Show each line of the data below that has the string "from" in it.

───── Data ─────

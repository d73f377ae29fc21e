//! Error types for the event bus.

use thiserror::Error;

/// Error that can occur in event bus operations.
#[derive(Debug, Error)]
pub enum EventBusError {
    /// Invalid argument detected before any network activity
    #[error("validation error: {0}")]
    Validation(String),

    /// Credentials could not be applied to the connection
    #[error("authentication setup failed: {0}")]
    Auth(String),

    /// Initial connect failed
    #[error("NATS connection error: {0}")]
    Connection(String),

    /// Stream lookup failed for a reason other than "not found"
    #[error("failed to check stream {stream}: {message}")]
    StreamLookup { stream: String, message: String },

    /// Stream does not exist
    #[error("stream not found: {0}")]
    StreamNotFound(String),

    /// Stream was created concurrently by someone else
    #[error("stream already exists: {0}")]
    StreamAlreadyExists(String),

    /// Stream creation failed
    #[error("failed to create stream {stream}: {message}")]
    StreamCreate { stream: String, message: String },

    /// Publishing a single message failed
    #[error("publish message {index} failed: {message}")]
    Publish { index: usize, message: String },

    /// Connection flush failed
    #[error("flush NATS connection failed: {0}")]
    Flush(String),

    /// Subscription could not be created or released
    #[error("subscription error: {0}")]
    Subscribe(String),

    /// Fetching from a durable consumer failed
    #[error("fetch error: {0}")]
    Fetch(String),

    /// Ack or nak could not be delivered
    #[error("acknowledge error: {0}")]
    Acknowledge(String),

    /// Draining the connection failed
    #[error("drain NATS connection failed: {0}")]
    Drain(String),

    /// The producer has been closed
    #[error("producer is closed")]
    ProducerClosed,

    /// Configuration could not be loaded
    #[error("configuration error: {0}")]
    Config(#[from] crate::config::ConfigError),
}

impl EventBusError {
    /// Create a validation error.
    pub fn validation(msg: impl Into<String>) -> Self {
        Self::Validation(msg.into())
    }

    /// Create a publish error for the message at `index` in its batch.
    pub fn publish(index: usize, error: impl std::fmt::Display) -> Self {
        Self::Publish {
            index,
            message: error.to_string(),
        }
    }

    /// Check if this is a caller mistake (never retried).
    pub fn is_validation(&self) -> bool {
        matches!(self, Self::Validation(_) | Self::ProducerClosed)
    }

    /// Check if this is an initial connect or auth failure.
    pub fn is_connection(&self) -> bool {
        matches!(self, Self::Connection(_) | Self::Auth(_))
    }

    /// Check if this means the stream is absent.
    pub fn is_stream_not_found(&self) -> bool {
        matches!(self, Self::StreamNotFound(_))
    }
}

─────

Answer space =>
    /// Fetching from a durable consumer failed
    Config(#[from] crate::config::ConfigError),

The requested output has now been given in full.